(Stored data entries)
* * * *

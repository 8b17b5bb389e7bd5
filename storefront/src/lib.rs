//! EcoFinds storefront
//!
//! Client-side rendered Leptos app over the in-memory marketplace session:
//! - Home, browse, cart, dashboard and listings views
//! - URL-driven category and text filtering on the browse view
//! - Toast notifications for every session change worth reporting
//! - `tracing` output to the browser console

mod app;
mod components;
mod console;
mod pages;
mod state;
mod toast;

pub use app::App;
pub use console::ConsoleMakeWriter;
pub use state::{provide_market, use_market, MarketState};
pub use toast::{Toaster, TOAST_DURATION};

use ecofinds_commerce::session::SessionState;
use ecofinds_core::{init_logging, MarketConfig};
use leptos::prelude::*;
use wasm_bindgen::JsValue;

/// Configuration baked in at build time.
const CONFIG_TOML: &str = include_str!("../ecofinds.toml");

/// Load configuration, install logging and mount the app on `<body>`.
pub fn run() {
    console_error_panic_hook::set_once();

    let (config, config_error) = match MarketConfig::from_toml_str(CONFIG_TOML) {
        Ok(config) => (config, None),
        Err(e) => (MarketConfig::default(), Some(e)),
    };

    if let Err(e) = init_logging(&config.logging, ConsoleMakeWriter) {
        web_sys::console::warn_1(&JsValue::from_str(&format!("Logging disabled: {}", e)));
    }
    if let Some(e) = config_error {
        tracing::warn!(error = %e, "Invalid ecofinds.toml, using defaults");
    }

    match SessionState::seeded(config.shipping_policy()) {
        Ok(session) => {
            tracing::info!(
                market = %config.market.name,
                products = session.catalog.len(),
                cart_lines = session.cart.line_count(),
                listings = session.listings.len(),
                "Starting storefront"
            );
            leptos::mount::mount_to_body(move || {
                view! { <App config=config.clone() session=session.clone()/> }
            });
        }
        Err(e) => {
            tracing::error!(error = %e, "Failed to load marketplace data");
            let message = e.to_string();
            leptos::mount::mount_to_body(move || {
                view! {
                    <div class="load-error">
                        <h1>"Something went wrong"</h1>
                        <p>{message.clone()}</p>
                    </div>
                }
            });
        }
    }
}
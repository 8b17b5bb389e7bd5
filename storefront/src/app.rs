//! Application shell, layout and routing.

use crate::pages::{BrowsePage, CartPage, DashboardPage, HomePage, ListingsPage};
use crate::state::{provide_market, use_market, MarketState};
use crate::toast::{ToastViewport, Toaster};
use ecofinds_commerce::catalog::CategorySelection;
use ecofinds_commerce::session::SessionState;
use ecofinds_core::{browse_href, AppRoute, MarketConfig, NAV};
use leptos::ev::SubmitEvent;
use leptos::prelude::*;
use leptos_meta::*;
use leptos_router::components::{Route, Router, Routes};
use leptos_router::hooks::{use_location, use_navigate};
use leptos_router::path;

// ============================================================================
// App Component
// ============================================================================

#[component]
pub fn App(config: MarketConfig, session: SessionState) -> impl IntoView {
    provide_meta_context();

    let title = format!("{} - {}", config.market.name, config.market.tagline);
    let description = format!("{}: buy and sell pre-loved items.", config.market.name);
    let toaster = Toaster::new();
    provide_market(MarketState::new(session, config, toaster));

    let fallback = || view! { <NotFound/> }.into_view();

    view! {
        <Meta name="description" content=description/>
        <Title text=title/>

        <Router>
            <Header/>
            <main class="container">
                <Routes fallback>
                    <Route path=path!("") view=HomePage/>
                    <Route path=path!("/browse") view=BrowsePage/>
                    <Route path=path!("/cart") view=CartPage/>
                    <Route path=path!("/dashboard") view=DashboardPage/>
                    <Route path=path!("/my-listings") view=ListingsPage/>
                </Routes>
            </main>
            <Footer/>
            <ToastViewport toaster=toaster/>
        </Router>
    }
}

// ============================================================================
// Layout Components
// ============================================================================

#[component]
fn Header() -> impl IntoView {
    let market = use_market();
    let pathname = use_location().pathname;
    let menu_open = RwSignal::new(false);

    Effect::new(move |_| {
        let path = pathname.get();
        tracing::debug!(path = %path, "Navigated");
        menu_open.set(false);
    });

    let nav_links = move || {
        NAV.iter()
            .map(|route| {
                let route = *route;
                view! {
                    <a
                        href=route.path()
                        class=move || {
                            if pathname.with(|p| route.is_active(p)) {
                                "nav-link active"
                            } else {
                                "nav-link"
                            }
                        }
                    >
                        {route.label()}
                    </a>
                }
            })
            .collect::<Vec<_>>()
    };

    view! {
        <header class="site-header">
            <div class="container header-row">
                <a href=AppRoute::Home.path() class="logo">
                    <span class="logo-mark">"\u{1f343}"</span>
                    <span class="logo-text">{market.market_name()}</span>
                </a>

                <SearchForm class="search-desktop"/>

                <nav class="nav-desktop">{nav_links}</nav>

                <div class="header-actions">
                    <a href=AppRoute::Cart.path() class="icon-link" aria-label="Cart">
                        "\u{1f6d2}"
                        {move || {
                            let count = market.cart_count();
                            (count > 0).then(|| view! { <span class="cart-badge">{count.to_string()}</span> })
                        }}
                    </a>
                    <a href=AppRoute::Dashboard.path() class="icon-link" aria-label="Dashboard">
                        "\u{1f464}"
                    </a>
                    <button
                        class="icon-link menu-toggle"
                        aria-label="Menu"
                        on:click=move |_| menu_open.update(|open| *open = !*open)
                    >
                        "\u{2630}"
                    </button>
                </div>
            </div>

            <SearchForm class="search-mobile container"/>

            <Show when=move || menu_open.get()>
                <nav class="nav-mobile container">{nav_links}</nav>
            </Show>
        </header>
    }
}

/// Header search box. Submitting opens the browse view filtered by the text.
#[component]
fn SearchForm(class: &'static str) -> impl IntoView {
    let navigate = use_navigate();
    let search = RwSignal::new(String::new());

    let on_submit = move |ev: SubmitEvent| {
        ev.prevent_default();
        let href = browse_href(CategorySelection::All, &search.get_untracked());
        navigate(&href, Default::default());
    };

    view! {
        <form class=class on:submit=on_submit>
            <input
                type="search"
                placeholder="Search sustainable finds..."
                prop:value=move || search.get()
                on:input=move |ev| search.set(event_target_value(&ev))
            />
        </form>
    }
}

#[component]
fn Footer() -> impl IntoView {
    let market = use_market();
    let (name, tagline) = market
        .config
        .with_value(|c| (c.market.name.clone(), c.market.tagline.clone()));

    view! {
        <footer class="site-footer">
            <p><strong>{name}</strong> " \u{00b7} " {tagline}</p>
            <p class="muted small">"Sample data only. Everything resets on reload."</p>
        </footer>
    }
}

// ============================================================================
// Pages
// ============================================================================

/// 404 page
#[component]
fn NotFound() -> impl IntoView {
    let pathname = use_location().pathname;
    tracing::warn!(path = %pathname.get_untracked(), "No route matched");

    view! {
        <div class="not-found">
            <h1>"404"</h1>
            <p>"Page not found"</p>
            <a href=AppRoute::Home.path() class="btn">"Back to Home"</a>
        </div>
    }
}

* * * *

Work required:
Could you retype every line of the data exactly?

Expected answer:
repository 8b17b5bb389e7bd5
filename storefront/src/lib.rs
//! EcoFinds storefront
//!
//! Client-side rendered Leptos app over the in-memory marketplace session:
//! - Home, browse, cart, dashboard and listings views
//! - URL-driven category and text filtering on the browse view
//! - Toast notifications for every session change worth reporting
//! - `tracing` output to the browser console

mod app;
mod components;
mod console;
mod pages;
mod state;
mod toast;

pub use app::App;
pub use console::ConsoleMakeWriter;
pub use state::{provide_market, use_market, MarketState};
pub use toast::{Toaster, TOAST_DURATION};

use ecofinds_commerce::session::SessionState;
use ecofinds_core::{init_logging, MarketConfig};
use leptos::prelude::*;
use wasm_bindgen::JsValue;

/// Configuration baked in at build time.
const CONFIG_TOML: &str = include_str!("../ecofinds.toml");

/// Load configuration, install logging and mount the app on `<body>`.
pub fn run() {
    console_error_panic_hook::set_once();

    let (config, config_error) = match MarketConfig::from_toml_str(CONFIG_TOML) {
        Ok(config) => (config, None),
        Err(e) => (MarketConfig::default(), Some(e)),
    };

    if let Err(e) = init_logging(&config.logging, ConsoleMakeWriter) {
        web_sys::console::warn_1(&JsValue::from_str(&format!("Logging disabled: {}", e)));
    }
    if let Some(e) = config_error {
        tracing::warn!(error = %e, "Invalid ecofinds.toml, using defaults");
    }

    match SessionState::seeded(config.shipping_policy()) {
        Ok(session) => {
            tracing::info!(
                market = %config.market.name,
                products = session.catalog.len(),
                cart_lines = session.cart.line_count(),
                listings = session.listings.len(),
                "Starting storefront"
            );
            leptos::mount::mount_to_body(move || {
                view! { <App config=config.clone() session=session.clone()/> }
            });
        }
        Err(e) => {
            tracing::error!(error = %e, "Failed to load marketplace data");
            let message = e.to_string();
            leptos::mount::mount_to_body(move || {
                view! {
                    <div class="load-error">
                        <h1>"Something went wrong"</h1>
                        <p>{message.clone()}</p>
                    </div>
                }
            });
        }
    }
}
repository 8b17b5bb389e7bd5
filename storefront/src/app.rs
//! Application shell, layout and routing.

use crate::pages::{BrowsePage, CartPage, DashboardPage, HomePage, ListingsPage};
use crate::state::{provide_market, use_market, MarketState};
use crate::toast::{ToastViewport, Toaster};
use ecofinds_commerce::catalog::CategorySelection;
use ecofinds_commerce::session::SessionState;
use ecofinds_core::{browse_href, AppRoute, MarketConfig, NAV};
use leptos::ev::SubmitEvent;
use leptos::prelude::*;
use leptos_meta::*;
use leptos_router::components::{Route, Router, Routes};
use leptos_router::hooks::{use_location, use_navigate};
use leptos_router::path;

// ============================================================================
// App Component
// ============================================================================

#[component]
pub fn App(config: MarketConfig, session: SessionState) -> impl IntoView {
    provide_meta_context();

    let title = format!("{} - {}", config.market.name, config.market.tagline);
    let description = format!("{}: buy and sell pre-loved items.", config.market.name);
    let toaster = Toaster::new();
    provide_market(MarketState::new(session, config, toaster));

    let fallback = || view! { <NotFound/> }.into_view();

    view! {
        <Meta name="description" content=description/>
        <Title text=title/>

        <Router>
            <Header/>
            <main class="container">
                <Routes fallback>
                    <Route path=path!("") view=HomePage/>
                    <Route path=path!("/browse") view=BrowsePage/>
                    <Route path=path!("/cart") view=CartPage/>
                    <Route path=path!("/dashboard") view=DashboardPage/>
                    <Route path=path!("/my-listings") view=ListingsPage/>
                </Routes>
            </main>
            <Footer/>
            <ToastViewport toaster=toaster/>
        </Router>
    }
}

// ============================================================================
// Layout Components
// ============================================================================

#[component]
fn Header() -> impl IntoView {
    let market = use_market();
    let pathname = use_location().pathname;
    let menu_open = RwSignal::new(false);

    Effect::new(move |_| {
        let path = pathname.get();
        tracing::debug!(path = %path, "Navigated");
        menu_open.set(false);
    });

    let nav_links = move || {
        NAV.iter()
            .map(|route| {
                let route = *route;
                view! {
                    <a
                        href=route.path()
                        class=move || {
                            if pathname.with(|p| route.is_active(p)) {
                                "nav-link active"
                            } else {
                                "nav-link"
                            }
                        }
                    >
                        {route.label()}
                    </a>
                }
            })
            .collect::<Vec<_>>()
    };

    view! {
        <header class="site-header">
            <div class="container header-row">
                <a href=AppRoute::Home.path() class="logo">
                    <span class="logo-mark">"\u{1f343}"</span>
                    <span class="logo-text">{market.market_name()}</span>
                </a>

                <SearchForm class="search-desktop"/>

                <nav class="nav-desktop">{nav_links}</nav>

                <div class="header-actions">
                    <a href=AppRoute::Cart.path() class="icon-link" aria-label="Cart">
                        "\u{1f6d2}"
                        {move || {
                            let count = market.cart_count();
                            (count > 0).then(|| view! { <span class="cart-badge">{count.to_string()}</span> })
                        }}
                    </a>
                    <a href=AppRoute::Dashboard.path() class="icon-link" aria-label="Dashboard">
                        "\u{1f464}"
                    </a>
                    <button
                        class="icon-link menu-toggle"
                        aria-label="Menu"
                        on:click=move |_| menu_open.update(|open| *open = !*open)
                    >
                        "\u{2630}"
                    </button>
                </div>
            </div>

            <SearchForm class="search-mobile container"/>

            <Show when=move || menu_open.get()>
                <nav class="nav-mobile container">{nav_links}</nav>
            </Show>
        </header>
    }
}

/// Header search box. Submitting opens the browse view filtered by the text.
#[component]
fn SearchForm(class: &'static str) -> impl IntoView {
    let navigate = use_navigate();
    let search = RwSignal::new(String::new());

    let on_submit = move |ev: SubmitEvent| {
        ev.prevent_default();
        let href = browse_href(CategorySelection::All, &search.get_untracked());
        navigate(&href, Default::default());
    };

    view! {
        <form class=class on:submit=on_submit>
            <input
                type="search"
                placeholder="Search sustainable finds..."
                prop:value=move || search.get()
                on:input=move |ev| search.set(event_target_value(&ev))
            />
        </form>
    }
}

#[component]
fn Footer() -> impl IntoView {
    let market = use_market();
    let (name, tagline) = market
        .config
        .with_value(|c| (c.market.name.clone(), c.market.tagline.clone()));

    view! {
        <footer class="site-footer">
            <p><strong>{name}</strong> " \u{00b7} " {tagline}</p>
            <p class="muted small">"Sample data only. Everything resets on reload."</p>
        </footer>
    }
}

// ============================================================================
// Pages
// ============================================================================

/// 404 page
#[component]
fn NotFound() -> impl IntoView {
    let pathname = use_location().pathname;
    tracing::warn!(path = %pathname.get_untracked(), "No route matched");

    view! {
        <div class="not-found">
            <h1>"404"</h1>
            <p>"Page not found"</p>
            <a href=AppRoute::Home.path() class="btn">"Back to Home"</a>
        </div>
    }
}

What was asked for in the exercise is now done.